Posts: 316; Member since: Oct 26, 2012

You just compared knives with guns.

2. SYSTEM_LORD

Posts: 1168; Member since: Oct 05, 2015

How dare they complain about the height and size, seeing as how those are two things the iPhone is notorious for going overboard with relative to their screen size?

19. ibend

Posts: 6747; Member since: Sep 30, 2014

because it has fruit logo? one does not simply complain about a product that has apple logo on it inside online article

30. byazatt

Posts: 316; Member since: Oct 26, 2012

I felt appalled by that comment, "A bold and sturdy metal body that's perhaps a bit taller than ideal." look at the size of any iPhone vs the competition, the iPhone at 4.7 "is as big as S7. I don't understand why they must shoot down every android phone that comes about.

3. Busyboy

Posts: 731; Member since: Jan 07, 2015

Does this phone include Uh-Oh Protection?

8. chebner

Posts: 249; Member since: Oct 17, 2011

Yes it does.

4. IAMBLCKJ3ZUS

Posts: 400; Member since: Sep 29, 2015

So weird I have the s7 edge but this is tempting me.
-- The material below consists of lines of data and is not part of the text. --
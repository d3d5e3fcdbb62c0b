//! In-process rendering engine with no display.
//!
//! Keeps a navigation history, pause state and surface binding in memory and
//! writes every lifecycle call into a shared [`EngineJournal`], which the demo
//! binary prints and the tests inspect.

use std::cell::RefCell;
use std::rc::Rc;

use super::{EngineFactory, RenderingEngine};
use crate::types::session::{EngineConfig, SurfaceId};

/// One recorded engine call.
#[derive(Debug, Clone, PartialEq, Eq)]
pub enum EngineRecord {
    Created { window_id: String },
    Loaded { window_id: String, url: String },
    Reloaded { window_id: String },
    Configured { window_id: String },
    Destroyed { window_id: String },
    Debugging(bool),
}

/// Shared, cloneable log of engine calls.
#[derive(Debug, Clone, Default)]
pub struct EngineJournal {
    records: Rc<RefCell<Vec<EngineRecord>>>,
}

impl EngineJournal {
    fn push(&self, record: EngineRecord) {
        self.records.borrow_mut().push(record);
    }

    pub fn records(&self) -> Vec<EngineRecord> {
        self.records.borrow().clone()
    }

    pub fn created_count(&self, window_id: &str) -> usize {
        self.records
            .borrow()
            .iter()
            .filter(|r| matches!(r, EngineRecord::Created { window_id: w } if w == window_id))
            .count()
    }

    pub fn reload_count(&self, window_id: &str) -> usize {
        self.records
            .borrow()
            .iter()
            .filter(|r| matches!(r, EngineRecord::Reloaded { window_id: w } if w == window_id))
            .count()
    }

    pub fn loads(&self, window_id: &str) -> Vec<String> {
        self.records
            .borrow()
            .iter()
            .filter_map(|r| match r {
                EngineRecord::Loaded { window_id: w, url } if w == window_id => Some(url.clone()),
                _ => None,
            })
            .collect()
    }

    pub fn destroyed_count(&self, window_id: &str) -> usize {
        self.records
            .borrow()
            .iter()
            .filter(|r| matches!(r, EngineRecord::Destroyed { window_id: w } if w == window_id))
            .count()
    }

    pub fn clear(&self) {
        self.records.borrow_mut().clear();
    }
}

pub struct HeadlessEngine {
    window_id: String,
    config: EngineConfig,
    current: Option<String>,
    back_stack: Vec<String>,
    paused: bool,
    surface: Option<SurfaceId>,
    scroll_y: u32,
    destroyed: bool,
    journal: EngineJournal,
}

impl HeadlessEngine {
    pub fn new(window_id: &str, config: &EngineConfig, journal: EngineJournal) -> Self {
        journal.push(EngineRecord::Created {
            window_id: window_id.to_string(),
        });
        Self {
            window_id: window_id.to_string(),
            config: config.clone(),
            current: None,
            back_stack: Vec::new(),
            paused: false,
            surface: None,
            scroll_y: 0,
            destroyed: false,
            journal,
        }
    }

    pub fn is_destroyed(&self) -> bool {
        self.destroyed
    }
}

impl RenderingEngine for HeadlessEngine {
    fn load(&mut self, url: &str) {
        if let Some(prev) = self.current.replace(url.to_string()) {
            self.back_stack.push(prev);
        }
        self.scroll_y = 0;
        self.journal.push(EngineRecord::Loaded {
            window_id: self.window_id.clone(),
            url: url.to_string(),
        });
    }

    fn reload(&mut self) {
        self.journal.push(EngineRecord::Reloaded {
            window_id: self.window_id.clone(),
        });
    }

    fn stop_loading(&mut self) {}

    fn can_go_back(&self) -> bool {
        !self.back_stack.is_empty()
    }

    fn go_back(&mut self) {
        if let Some(prev) = self.back_stack.pop() {
            self.current = Some(prev);
            self.scroll_y = 0;
        }
    }

    fn clear_history(&mut self) {
        self.back_stack.clear();
    }

    fn pause(&mut self) {
        self.paused = true;
    }

    fn resume(&mut self) {
        self.paused = false;
    }

    fn is_paused(&self) -> bool {
        self.paused
    }

    fn url(&self) -> Option<String> {
        self.current.clone()
    }

    fn scroll_y(&self) -> u32 {
        self.scroll_y
    }

    fn scroll_to(&mut self, y: u32) {
        self.scroll_y = y;
    }

    fn attach_surface(&mut self, surface: SurfaceId) {
        self.surface = Some(surface);
    }

    fn detach_surface(&mut self) {
        self.surface = None;
    }

    fn surface(&self) -> Option<SurfaceId> {
        self.surface
    }

    fn apply_config(&mut self, config: &EngineConfig) {
        self.config = config.clone();
        self.journal.push(EngineRecord::Configured {
            window_id: self.window_id.clone(),
        });
    }

    fn config(&self) -> &EngineConfig {
        &self.config
    }

    fn destroy(&mut self) {
        self.surface = None;
        self.current = None;
        self.back_stack.clear();
        self.destroyed = true;
        self.journal.push(EngineRecord::Destroyed {
            window_id: self.window_id.clone(),
        });
    }
}

/// Factory producing [`HeadlessEngine`]s that all share one journal.
#[derive(Default)]
pub struct HeadlessEngineFactory {
    journal: EngineJournal,
    debugging: bool,
}

impl HeadlessEngineFactory {
    pub fn new() -> Self {
        Self::default()
    }

    /// Handle on the journal; clone it before boxing the factory into a pool.
    pub fn journal(&self) -> EngineJournal {
        self.journal.clone()
    }

    pub fn debugging_enabled(&self) -> bool {
        self.debugging
    }
}

impl EngineFactory for HeadlessEngineFactory {
    fn create(&mut self, window_id: &str, config: &EngineConfig) -> Box<dyn RenderingEngine> {
        Box::new(HeadlessEngine::new(window_id, config, self.journal.clone()))
    }

    fn set_debugging_enabled(&mut self, enabled: bool) {
        if self.debugging != enabled {
            self.debugging = enabled;
            self.journal.push(EngineRecord::Debugging(enabled));
        }
    }
}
I just like having something that's different and Sony was the go to but now htc really doing something can't wait for the nexus by them.

7. NexusX

Posts: 613; Member since: May 16, 2013

Im not a samsung fan, but i dont know why anyone would pick this over the s7, when they cost the same, and samsung is giving away all these free gifts with the s7. Theres nothing exciting about this phone except and a few spec bump, no waterproofing, no wireless charging. I think this will be the last flagship HTC will ever sell

11. AViator

Posts: 47; Member since: Apr 08, 2016

hater

13. NoToFanboys

Posts: 3231; Member since: Oct 03, 2015

"but i dont know why anyone would pick this over the s7"http://lmgtfy.com/?q=personal+preference

14. perfectnine

Posts: 201; Member since: Mar 11, 2016

Me for one, due to sense and Audio capabilities. With the good camera, there are practically no drawbacks now.

17. biophone

Posts: 1994; Member since: Jun 15, 2011

Design, audio, interface.

21. landline4life

Posts: 1; Member since: Apr 12, 2016

community development for us in the states. the s7 is completely locked down and likely will be forever.

22. Diezparda

Posts: 941; Member since: Oct 23, 2013

Maybe they don't like TW? Or probably they prefer aluminum back? I personally not a fan of HTC Sense, while it's fast i didn't mind few second difference since most flagship is powerful enough for any task but sense or anything close to stock android was lacking so much feature.